Zilte schatten

De zee bij Bonaire is een wat groot uitgevallen schatkamer. Al meer dan 400 jaar is ze hofleverancier van zout en een niet opdrogende bron van wahu, dradu, mulatu en andere verse vissen. Een juweel bovendien: veelkleurig spiegelend in de luwte, melkwit schuimend tegen rotsige kust. En ónder spiegeling en schuim spant zich een onwaarschijnlijke regenboog van koralen, vissen, sponzen en zeeschildpadden. Haar oppervlak koelt de wind, stuurt een bui mee. En altijd zijn er de fregatvogels, vliegende ankers waarmee ze zich aan het land hecht.

Die fregatvogel is een imposante verschijning. Met een spanwijdte van meer dan twee meter zweeft hij moeiteloos boven zee, zijn staart soms in één punt, dan weer in een brede vork gespreid, de mannetjes geheel zwart, de vrouwtjes met een witte borst. Tussen de lange periodes van lui zweven door gaan ze op jacht. Scheren dan over het water en de vis die zich aan de oppervlakte waagt, haken ze er met hun haaksnavel uit, wat soms bijzondere capriolen oplevert. Die acrobatische aanleg gebruikt de fregatvogel ook om andere vogels hun prooi afhandig te maken. Of om het visafval bij vissersboten te bemachtigen, want ook daar zijn ze niet vies van. Fregatvogels die binnenvarende vissers volgen is dan ook geen ongewoon verschijnsel. Maar als de vissers uitvaren zijn de rollen omgedraaid: dan volgen zij de fregatvogels die hen wijzen waar de vis zit.
Dat is dan niet de vis waar de vele duikers en snorkelaars voor komen, nou ja: wél bij het diner natuurlijk.
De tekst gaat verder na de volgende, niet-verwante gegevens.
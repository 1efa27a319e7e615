use std::collections::HashMap;
use std::sync::{Arc, PoisonError, RwLock};

use crate::archive::ArchiveIndex;
use crate::error::Result;
use crate::month::Month;

#[derive(Debug, Clone, PartialEq, Eq, Hash)]
pub struct ArchiveKey {
    pub owner: String,
    pub month: Month,
}

impl ArchiveKey {
    pub fn new(owner: impl Into<String>, month: Month) -> Self {
        Self {
            owner: owner.into(),
            month,
        }
    }
}

/// Process-wide map from (owner, month) to that month's container index.
///
/// Readers only ever see a missing entry or a fully built index. Two callers
/// racing on the same cold key may both build; the later insert replaces the
/// earlier one wholesale. Entries are never evicted.
#[derive(Debug, Default)]
pub struct ArchiveCache {
    entries: RwLock<HashMap<ArchiveKey, Arc<ArchiveIndex>>>,
}

impl ArchiveCache {
    pub fn new() -> Self {
        Self::default()
    }

    pub fn get(&self, key: &ArchiveKey) -> Option<Arc<ArchiveIndex>> {
        self.entries
            .read()
            .unwrap_or_else(PoisonError::into_inner)
            .get(key)
            .cloned()
    }

    /// Returns the cached index for `key`, building it with `build` on a miss.
    ///
    /// `build` runs without any lock held. Failures are returned to the caller
    /// and not cached.
    pub fn resolve_with<F>(&self, key: &ArchiveKey, build: F) -> Result<Arc<ArchiveIndex>>
    where
        F: FnOnce() -> Result<ArchiveIndex>,
    {
        if let Some(index) = self.get(key) {
            return Ok(index);
        }

        let index = Arc::new(build()?);
        log::debug!(
            "cached index for {}/{} ({} members)",
            key.owner,
            key.month,
            index.len()
        );
        self.entries
            .write()
            .unwrap_or_else(PoisonError::into_inner)
            .insert(key.clone(), Arc::clone(&index));
        Ok(index)
    }

    pub fn len(&self) -> usize {
        self.entries
            .read()
            .unwrap_or_else(PoisonError::into_inner)
            .len()
    }

    pub fn is_empty(&self) -> bool {
        self.len() == 0
    }
}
Duiken en snorkelen concentreert zich rond de koraalriffen en alles wat daaromheen beweegt aan kleurige vissen - inclusief moeralen, roggen, haaien en barracuda's - zeekomkommers, schildpadden, inktvissen, kreeften en slakken en dat alles in vele vormen, soorten en maten. Dat koraal ligt overigens rond het hele eiland, reden waarom de complete kustlijn is aangewezen tot natuurreservaat. Het is de belangrijkste trekpleister voor toeristen en er zijn dan ook tientallen duikscholen. En de meeste huurauto's zijn pick-ups waarin het duikmateriaal naar de duikplekken kan worden vervoerd, terwijl talloze boten en bootjes de liefhebbers naar verderaf gelegen plekken brengen, bijvoorbeeld Klein Bonaire.

Het zout is echter de oudste schat uit zee. Ruim vier eeuwen geleden begon de West-Indische Compagnie die te winnen, waartoe slaven het hele zuidelijke deel van het eiland omvormden tot een stelsel van zoutpannen, dat tot op de dag van vandaag is blijven bestaan: een adembenemend palet van blauwe, turkooizen, zeegroene en roze zeewaterakkers. Na het indrogen van het zeewater moest het witglinsterende zout van de bodem worden losgehakt en bijeengegaard. Wat Cargill nu met grote machines doet, 400 miljoen kilo per jaar.
Meer over zout en slavernij in de blog 'Zout' dd 29-3-2012, te vinden onder de Tab 'Bonaire'.

En de fregatvogel hangt aan zijn onzichtbare draden, wakend over de zilte schatten.